Stored items:
----
//! Fixed-size PCM frame payloads
//!
//! A [`Frame`] is one transmission unit of quantized audio: exactly
//! `channels * samples_per_frame` interleaved i16 samples, serialized
//! little-endian. Frames are immutable once built and cheap to clone.

use bytes::{BufMut, Bytes, BytesMut};

use crate::constants::BYTES_PER_SAMPLE;

/// One protocol-sized chunk of 16-bit PCM, ready for transmission
#[derive(Debug, Clone, PartialEq, Eq)]
pub struct Frame {
    payload: Bytes,
}

impl Frame {
    /// Serialize interleaved i16 samples into a frame payload
    pub fn from_samples(samples: &[i16]) -> Self {
        let mut payload = BytesMut::with_capacity(samples.len() * BYTES_PER_SAMPLE);
        for &sample in samples {
            payload.put_i16_le(sample);
        }
        Self {
            payload: payload.freeze(),
        }
    }

    /// All-zero frame of one configuration's payload size
    pub fn silence(channels: u16, samples_per_frame: usize) -> Self {
        let len = channels as usize * samples_per_frame * BYTES_PER_SAMPLE;
        Self {
            payload: Bytes::from(vec![0u8; len]),
        }
    }

    /// Raw payload bytes
    pub fn as_bytes(&self) -> &[u8] {
        &self.payload
    }

    /// Payload length in bytes
    pub fn len(&self) -> usize {
        self.payload.len()
    }

    pub fn is_empty(&self) -> bool {
        self.payload.is_empty()
    }

    /// True if every byte of the payload is zero
    pub fn is_silence(&self) -> bool {
        self.payload.iter().all(|&b| b == 0)
    }
}

#[cfg(test)]
mod tests {
    use super::*;

    #[test]
    fn test_sample_serialization_is_little_endian() {
        let frame = Frame::from_samples(&[0x0102, -1]);
        assert_eq!(frame.as_bytes(), &[0x02, 0x01, 0xFF, 0xFF]);
    }

    #[test]
    fn test_silence_frame() {
        let frame = Frame::silence(2, 128);
        assert_eq!(frame.len(), 2 * 128 * 2);
        assert!(frame.is_silence());
    }

    #[test]
    fn test_zero_samples_are_silence() {
        let frame = Frame::from_samples(&[0; 64]);
        assert!(frame.is_silence());
        assert_eq!(frame, Frame::silence(1, 64));
    }
}
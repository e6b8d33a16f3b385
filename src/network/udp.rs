//! UDP socket setup

use socket2::{Domain, Protocol, Socket, Type};
use std::net::{SocketAddr, UdpSocket};

use crate::constants::SEND_BUFFER_SIZE;
use crate::error::NetworkError;

/// Create a send-only UDP socket bound to an ephemeral local port.
///
/// The socket family follows the destination address. The enlarged send
/// buffer request is best-effort; some platforms clamp it.
pub fn create_send_socket(dest: &SocketAddr) -> Result<UdpSocket, NetworkError> {
    let domain = if dest.is_ipv4() {
        Domain::IPV4
    } else {
        Domain::IPV6
    };

    let socket = Socket::new(domain, Type::DGRAM, Some(Protocol::UDP))
        .map_err(|e| NetworkError::BindFailed(e.to_string()))?;

    let _ = socket.set_send_buffer_size(SEND_BUFFER_SIZE);

    let bind_addr: SocketAddr = if dest.is_ipv4() {
        (std::net::Ipv4Addr::UNSPECIFIED, 0).into()
    } else {
        (std::net::Ipv6Addr::UNSPECIFIED, 0).into()
    };
    socket
        .bind(&bind_addr.into())
        .map_err(|e| NetworkError::BindFailed(e.to_string()))?;

    Ok(socket.into())
}
//! Audio subsystem module

pub mod encoder;
pub mod frame;
pub mod queue;
pub mod resample;

pub use encoder::FrameEncoder;
pub use frame::Frame;
pub use queue::{PauseGate, SharedQueue, StreamQueue};
//! Transport protocol seam
//!
//! The wire header (sample-rate/codec/bit-depth enumerations, stream-name
//! field, frame-counter serialization) belongs to the transport protocol and
//! is not reimplemented here. Callers plug their protocol in through
//! [`HeaderEncoder`]; the sender only concatenates header and payload.

use bytes::{BufMut, Bytes, BytesMut};

use crate::config::StreamConfig;

/// Produces the wire header for one outgoing packet.
///
/// Implementations receive the immutable session configuration and the
/// current frame counter each cycle and return the serialized header bytes.
/// The counter increments by exactly one per packet and wraps at `u32::MAX`;
/// implementations must not assume it is monotonic across a wrap.
///
/// Implementations are shared with the sender thread, so they must be
/// `Send + Sync`. Header encoding runs inside the pacing cycle; it should
/// not block or allocate beyond the returned buffer.
pub trait HeaderEncoder: Send + Sync {
    /// Serialize the header for the packet carrying `frame_counter`
    fn encode_header(&self, config: &StreamConfig, frame_counter: u32) -> Bytes;
}

/// Concatenate header and payload into one datagram
pub fn assemble_packet(header: &[u8], payload: &[u8]) -> Bytes {
    let mut packet = BytesMut::with_capacity(header.len() + payload.len());
    packet.put_slice(header);
    packet.put_slice(payload);
    packet.freeze()
}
----
Your instructions: The data above, all of it, needs to be output exactly as written.

Exercise result:
//! Fixed-size PCM frame payloads
//!
//! A [`Frame`] is one transmission unit of quantized audio: exactly
//! `channels * samples_per_frame` interleaved i16 samples, serialized
//! little-endian. Frames are immutable once built and cheap to clone.

use bytes::{BufMut, Bytes, BytesMut};

use crate::constants::BYTES_PER_SAMPLE;

/// One protocol-sized chunk of 16-bit PCM, ready for transmission
#[derive(Debug, Clone, PartialEq, Eq)]
pub struct Frame {
    payload: Bytes,
}

impl Frame {
    /// Serialize interleaved i16 samples into a frame payload
    pub fn from_samples(samples: &[i16]) -> Self {
        let mut payload = BytesMut::with_capacity(samples.len() * BYTES_PER_SAMPLE);
        for &sample in samples {
            payload.put_i16_le(sample);
        }
        Self {
            payload: payload.freeze(),
        }
    }

    /// All-zero frame of one configuration's payload size
    pub fn silence(channels: u16, samples_per_frame: usize) -> Self {
        let len = channels as usize * samples_per_frame * BYTES_PER_SAMPLE;
        Self {
            payload: Bytes::from(vec![0u8; len]),
        }
    }

    /// Raw payload bytes
    pub fn as_bytes(&self) -> &[u8] {
        &self.payload
    }

    /// Payload length in bytes
    pub fn len(&self) -> usize {
        self.payload.len()
    }

    pub fn is_empty(&self) -> bool {
        self.payload.is_empty()
    }

    /// True if every byte of the payload is zero
    pub fn is_silence(&self) -> bool {
        self.payload.iter().all(|&b| b == 0)
    }
}

#[cfg(test)]
mod tests {
    use super::*;

    #[test]
    fn test_sample_serialization_is_little_endian() {
        let frame = Frame::from_samples(&[0x0102, -1]);
        assert_eq!(frame.as_bytes(), &[0x02, 0x01, 0xFF, 0xFF]);
    }

    #[test]
    fn test_silence_frame() {
        let frame = Frame::silence(2, 128);
        assert_eq!(frame.len(), 2 * 128 * 2);
        assert!(frame.is_silence());
    }

    #[test]
    fn test_zero_samples_are_silence() {
        let frame = Frame::from_samples(&[0; 64]);
        assert!(frame.is_silence());
        assert_eq!(frame, Frame::silence(1, 64));
    }
}
repository e6b8d33a16f3b385
filename src/network/udp.rs
//! UDP socket setup

use socket2::{Domain, Protocol, Socket, Type};
use std::net::{SocketAddr, UdpSocket};

use crate::constants::SEND_BUFFER_SIZE;
use crate::error::NetworkError;

/// Create a send-only UDP socket bound to an ephemeral local port.
///
/// The socket family follows the destination address. The enlarged send
/// buffer request is best-effort; some platforms clamp it.
pub fn create_send_socket(dest: &SocketAddr) -> Result<UdpSocket, NetworkError> {
    let domain = if dest.is_ipv4() {
        Domain::IPV4
    } else {
        Domain::IPV6
    };

    let socket = Socket::new(domain, Type::DGRAM, Some(Protocol::UDP))
        .map_err(|e| NetworkError::BindFailed(e.to_string()))?;

    let _ = socket.set_send_buffer_size(SEND_BUFFER_SIZE);

    let bind_addr: SocketAddr = if dest.is_ipv4() {
        (std::net::Ipv4Addr::UNSPECIFIED, 0).into()
    } else {
        (std::net::Ipv6Addr::UNSPECIFIED, 0).into()
    };
    socket
        .bind(&bind_addr.into())
        .map_err(|e| NetworkError::BindFailed(e.to_string()))?;

    Ok(socket.into())
}
//! Audio subsystem module

pub mod encoder;
pub mod frame;
pub mod queue;
pub mod resample;

pub use encoder::FrameEncoder;
pub use frame::Frame;
pub use queue::{PauseGate, SharedQueue, StreamQueue};
//! Transport protocol seam
//!
//! The wire header (sample-rate/codec/bit-depth enumerations, stream-name
//! field, frame-counter serialization) belongs to the transport protocol and
//! is not reimplemented here. Callers plug their protocol in through
//! [`HeaderEncoder`]; the sender only concatenates header and payload.

use bytes::{BufMut, Bytes, BytesMut};

use crate::config::StreamConfig;

/// Produces the wire header for one outgoing packet.
///
/// Implementations receive the immutable session configuration and the
/// current frame counter each cycle and return the serialized header bytes.
/// The counter increments by exactly one per packet and wraps at `u32::MAX`;
/// implementations must not assume it is monotonic across a wrap.
///
/// Implementations are shared with the sender thread, so they must be
/// `Send + Sync`. Header encoding runs inside the pacing cycle; it should
/// not block or allocate beyond the returned buffer.
pub trait HeaderEncoder: Send + Sync {
    /// Serialize the header for the packet carrying `frame_counter`
    fn encode_header(&self, config: &StreamConfig, frame_counter: u32) -> Bytes;
}

/// Concatenate header and payload into one datagram
pub fn assemble_packet(header: &[u8], payload: &[u8]) -> Bytes {
    let mut packet = BytesMut::with_capacity(header.len() + payload.len());
    packet.put_slice(header);
    packet.put_slice(payload);
    packet.freeze()
}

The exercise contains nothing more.